2

41 11 0
                                        

“Lah, elu kenapa? Muka ditekuk gitu. Masih pagi woi,” celetuk Indri di kelas Matematika keesokan harinya.

Amethyst memutar bola matanya jengah. “Berisik banget lo. Masih pagi.”

“Jangan bilang lo pilek gara-gara kemaren ngabisin enam cup besar es krim. Dan disaat hujan,” tuduh Indri.
Amethyst hanya nyengir tanpa merasa berdosa.

Baginya kemarin adalah salah satu hari terbaik. Menghabiskan es krim disaat hujan. Dua hal yang disukai Amethyst bersatu. Hujan dan es krim. Dan bagaimana mungkin Amethyst menolak keduanya?

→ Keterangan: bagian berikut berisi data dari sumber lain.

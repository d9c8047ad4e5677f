//! Fatal inference errors.
//!
//! Nothing in this crate is retried, caught, or swallowed: every variant
//! aborts the compilation of the offending function and propagates to the
//! compiler driver with `?`. Discarded invalid data-flow paths are *not*
//! errors — they are expected pruning and never appear here.

use sable_ir::{BlockId, InstrId, Name};
use thiserror::Error;

use crate::alloc::{GroupVar, OwnershipVar};

/// A fatal ownership-inference failure.
#[derive(Clone, Debug, PartialEq, Eq, Error)]
pub enum InferError {
    /// An instruction kind the data-flow analysis does not support.
    #[error("instruction {id:?} of kind {kind} is not supported by ownership inference")]
    UnsupportedInstruction { id: InstrId, kind: &'static str },

    /// A non-argument `ValueRef` without the id of its producing bind.
    #[error("value reference {id:?} names a non-argument binding but carries no bind id")]
    MissingBindId { id: InstrId },

    /// An instruction id with no instruction behind it.
    #[error("unknown instruction {id:?}")]
    UnknownInstruction { id: InstrId },

    /// A block id with no block behind it.
    #[error("unknown block {id:?}")]
    UnknownBlock { id: BlockId },

    /// A block with no value-carrying instruction where one is required.
    #[error("block {id:?} has no value-carrying instruction")]
    EmptyBlock { id: BlockId },

    /// A function whose body has no blocks at all.
    #[error("function {name:?} has an empty body")]
    EmptyBody { name: Name },

    /// A member's group is absent from the ownership dependency map.
    #[error("group {group:?} is missing from the ownership dependency map")]
    MissingGroupDeps { group: GroupVar },

    /// An ownership variable with no resolved kind.
    #[error("ownership variable {var:?} has no resolved ownership kind")]
    MissingOwnership { var: OwnershipVar },

    /// The orchestrator was handed no facts for a function it must process.
    #[error("no ownership facts for function {name:?}")]
    MissingFacts { name: Name },
}

pub type InferResult<T> = Result<T, InferError>;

“Gue nyesel beliin lo es krim kemaren. Kalau lo sakit, bisa-bisa Nathan bunuh gue,” gerutu Indri.

Amethyst hanya tertawa lepas dengan sengau saat mendengar gerutuan temannya. Indri hanya memutar bola matanya. Nathan adalah kakak laki-lakinya Amethyst. Umur mereka hanya terpaut satu tahun. Namun karena Nathan memiliki kepintaran yang luar biasa, sekarang ia sedang menyusun skripsinya. Sejak SMP, Nathan selalu mengikuti program akselerasi. Sehingga bila biasanya orang menghabiskan waktu 12 tahun menjadi siswa, Nathan hanya perlu waktu 10 tahun.

“Dan satu lagi. Nathan gak akan punya waktu buat bunuh lo karena dia sibuk pake banget. Selain mengerjakan skripsinya, dia juga harus melanjutkan perusahaan papa. Lo tahu kan, semenjak papa meninggal dua tahun yang lalu, yang ngurus perusahaan papa cuma orang kepercayaannya. Sekarang waktunya Nathan mengambil alih itu,” jelas Amethyst panjang lebar.

Ya, dalam hati Amethyst menyadari itu. Nathan yang masih muda namun harus mampu mengendalikan perusahaan ayah mereka. Tetapi Amethyst tidak melihat Nathan terpaksa melakukannya. Malah Nathan dengan senang hati melakukan pekerjaannya. Tetapi disisi lain Amethyst juga merasa sedih. Selama ini ia sangat dekat dengan Nathan. Dan setelah Nathan sibuk dengan dunia barunya, Amethyst merasa sendiri.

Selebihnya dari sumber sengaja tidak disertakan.